The beauty of all this technology, according to Lynn, is that once Scott is set up, he is “independent from the rest of us.” The Wadsworth BCI has not only enabled him to continue his work—directing research, writing grant proposals, and supervising funded grants—but to regain a piece of his dignity. “I hate being helpless and when other people put words in my mouth,” Mackler “told” Pelley.  

Not that the Wadsworth BCI is perfect. “It is slow and an incredibly awkward way of communicating,” admits Vaughan. “Scott gets frustrated with it, as we do, and we are working on making it faster.” Using his eyes, it takes Scott about six months to write a grant application, of which 70 to 80 percent receive funding, according to his longtime research associate Korutla. Scott recently told Vaughan that he had just completed another one.

The Macklers are the first to admit their situation is rare, not only because of their access to quality caregivers from Lynn’s students, but also because of their financial situation. Since Scott is a participant in an ongoing feasibility study, Wadsworth provides him with the BCI system that normally costs about $5,000 free of charge. Scott’s generous health and disability insurance covers many of his expenses, and the National Institutes of Health, one of his major funders, makes additional funds available for investigators who develop disabilities. “NIH pays Dana as a disability supplement,” Scott reports via email. According to Harvey Mackler, it costs about $250,000 annually to keep a patient at Scott’s stage alive. “The amount of care-giving alone is absolutely staggering,” he elaborates. “I honestly don’t know how a normal family can do this.”

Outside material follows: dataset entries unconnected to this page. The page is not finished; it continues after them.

//! Live radio source via SoapySDR.
//!
//! Enabled with the `soapysdr` cargo feature, which links the system
//! SoapySDR library; the driver-specific argument string (for example
//! `"driver=rtlsdr"` or `"driver=uhd,serial=3123A5C"`) is passed through
//! to device creation. Built without the feature, construction fails with
//! a driver-unavailable error so callers learn at open time, not at pull
//! time.
//!
//! SoapySDR drivers commonly run an internal capture thread; the
//! controller therefore treats the end-of-stream callback as potentially
//! cross-thread (see [`crate::source`]).

use std::collections::HashMap;

use nrsniff_core::sink::SampleSink;

use crate::source::{EndCallback, SampleSource, SourceError, SourceResult};

#[cfg(feature = "soapysdr")]
use num_complex::{Complex, Complex64};
#[cfg(feature = "soapysdr")]
use tracing::{debug, info};

/// Receive channel used for single-channel capture.
#[cfg(feature = "soapysdr")]
const RX_CHANNEL: usize = 0;

/// Stream read timeout in microseconds.
#[cfg(feature = "soapysdr")]
const READ_TIMEOUT_US: i64 = 1_000_000;

/// Split a `key=value,key=value` driver argument string.
fn parse_rf_args(rf_args: &str) -> HashMap<String, String> {
    let mut map = HashMap::new();
    for part in rf_args.split(',') {
        if let Some(pos) = part.find('=') {
            let key = part[..pos].trim();
            let value = part[pos + 1..].trim();
            if !key.is_empty() {
                map.insert(key.to_string(), value.to_string());
            }
        }
    }
    map
}

/// Name of the requested driver, for diagnostics.
fn driver_label(rf_args: &str) -> String {
    parse_rf_args(rf_args)
        .remove("driver")
        .unwrap_or_else(|| "unspecified".to_string())
}

/// Live capture source backed by a SoapySDR device.
#[cfg(feature = "soapysdr")]
pub struct RadioSource {
    sample_rate: u64,
    frequency: f64,
    sink: Option<Box<dyn SampleSink>>,
    on_end: Option<EndCallback>,
    stream: soapysdr::RxStream<Complex<f32>>,
    read_buf: Vec<Complex<f32>>,
    active: bool,
}

/// Live capture source; this build carries no driver, so construction
/// always fails.
#[cfg(not(feature = "soapysdr"))]
pub struct RadioSource {
    sample_rate: u64,
    frequency: f64,
}

impl RadioSource {
    /// Center frequency in Hz.
    pub fn frequency(&self) -> f64 {
        self.frequency
    }
}

#[cfg(feature = "soapysdr")]
impl RadioSource {
    /// Open and tune a device, then activate its receive stream.
    pub fn new(sample_rate: u64, frequency: f64, rf_args: &str) -> SourceResult<Self> {
        if sample_rate == 0 {
            return Err(SourceError::Config("sample rate must be positive".into()));
        }

        let device = soapysdr::Device::new(rf_args).map_err(|e| {
            SourceError::DeviceNotFound(format!("driver {}: {}", driver_label(rf_args), e))
        })?;

        device
            .set_sample_rate(soapysdr::Direction::Rx, RX_CHANNEL, sample_rate as f64)
            .map_err(|e| SourceError::Hardware(e.to_string()))?;
        device
            .set_frequency(soapysdr::Direction::Rx, RX_CHANNEL, frequency, ())
            .map_err(|e| SourceError::Hardware(e.to_string()))?;

        let mut stream = device
            .rx_stream::<Complex<f32>>(&[RX_CHANNEL])
            .map_err(|e| SourceError::Hardware(e.to_string()))?;
        let mtu = stream
            .mtu()
            .map_err(|e| SourceError::Hardware(e.to_string()))?;
        stream
            .activate(None)
            .map_err(|e| SourceError::Hardware(e.to_string()))?;

        info!(
            driver = %driver_label(rf_args),
            frequency,
            sample_rate,
            mtu,
            "radio stream active"
        );

        Ok(Self {
            sample_rate,
            frequency,
            sink: None,
            on_end: None,
            stream,
            read_buf: vec![Complex::new(0.0, 0.0); mtu],
            active: true,
        })
    }

    fn signal_end(&mut self) {
        debug!("radio stream ended");
        if let Some(on_end) = self.on_end.as_mut() {
            on_end();
        }
    }
}

#[cfg(not(feature = "soapysdr"))]
impl RadioSource {
    /// Always fails: this build carries no radio driver.
    pub fn new(sample_rate: u64, frequency: f64, rf_args: &str) -> SourceResult<Self> {
        let _ = (sample_rate, frequency);
        Err(SourceError::DriverUnavailable(format!(
            "driver {}: rebuild with the `soapysdr` feature for live capture",
            driver_label(rf_args)
        )))
    }
}

#[cfg(feature = "soapysdr")]
impl SampleSource for RadioSource {
    fn connect(&mut self, sink: Box<dyn SampleSink>) {
        self.sink = Some(sink);
    }

    fn set_on_end(&mut self, callback: EndCallback) {
        self.on_end = Some(callback);
    }

    fn work(&mut self, num_samples: usize) -> SourceResult<()> {
        if self.sink.is_none() {
            return Err(SourceError::NotConnected);
        }
        if !self.active {
            self.signal_end();
            return Ok(());
        }

        let mut chunk: Vec<Complex64> = Vec::with_capacity(num_samples);
        let mut ended = false;
        while chunk.len() < num_samples {
            let want = (num_samples - chunk.len()).min(self.read_buf.len());
            let got = self
                .stream
                .read(&mut [&mut self.read_buf[..want]], READ_TIMEOUT_US)
                .map_err(|e| SourceError::Hardware(e.to_string()))?;
            if got == 0 {
                ended = true;
                break;
            }
            chunk.extend(
                self.read_buf[..got]
                    .iter()
                    .map(|s| Complex64::new(s.re as f64, s.im as f64)),
            );
        }

        if !chunk.is_empty() {
            if let Some(sink) = self.sink.as_mut() {
                sink.process(&chunk);
            }
        }
        if ended {
            self.active = false;
            self.signal_end();
        }
        Ok(())
    }

    fn sample_rate(&self) -> u64 {
        self.sample_rate
    }
}

#[cfg(feature = "soapysdr")]
impl Drop for RadioSource {
    fn drop(&mut self) {
        if self.active {
            let _ = self.stream.deactivate(None);
        }
    }
}

// No driver in this build; no instance can exist, the impl only keeps
// the two construction paths type-compatible.
#[cfg(not(feature = "soapysdr"))]
impl SampleSource for RadioSource {
    fn connect(&mut self, _sink: Box<dyn SampleSink>) {}

    fn set_on_end(&mut self, _callback: EndCallback) {}

    fn work(&mut self, _num_samples: usize) -> SourceResult<()> {
        Err(SourceError::DriverUnavailable(
            "no radio driver in this build".into(),
        ))
    }

    fn sample_rate(&self) -> u64 {
        self.sample_rate
    }
}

As a successful, two-career professional couple, the Macklers have ample personal resources, and Scott was reluctant to become a “poster child” for funding ALS research endeavors, believing that a cure was more likely to come from advances in basic science than from ALS-specific research. But he was also aware that his situation put him in a special position to help make the technology available to others. He has allowed himself to be “exploited,” as Harvey puts it, to raise funds for the Scott A. Mackler, M.D., Ph.D. Assistive Technology Program. The only one of its kind in the country, the program provides technological equipment to ALS patients to improve their quality of life. It loans out communication devices such as computers with voice output; control units for hands-free access to TVs, VCRs, and CD players; and remote door-chimes to call for help.

The chief vehicle for fundraising is the Scott Mackler 5K Run/Walk, held annually since 2000 with the help of the Temple Beth El community in Newark, Delaware, as well as Scott’s friends and his brother Harvey, who is president of GEMPIRE, a company that makes promotional jewelry and other products. The event attracts over 500 participants each year, including competitive runners and walkers from as far away as Florida, and has raised more than $1 million. Because of the program, says Lynn, “There has never been an ALS patient in the greater Philadelphia chapter’s area that has gone without communicative technology. We are very lucky that we are able to do this.”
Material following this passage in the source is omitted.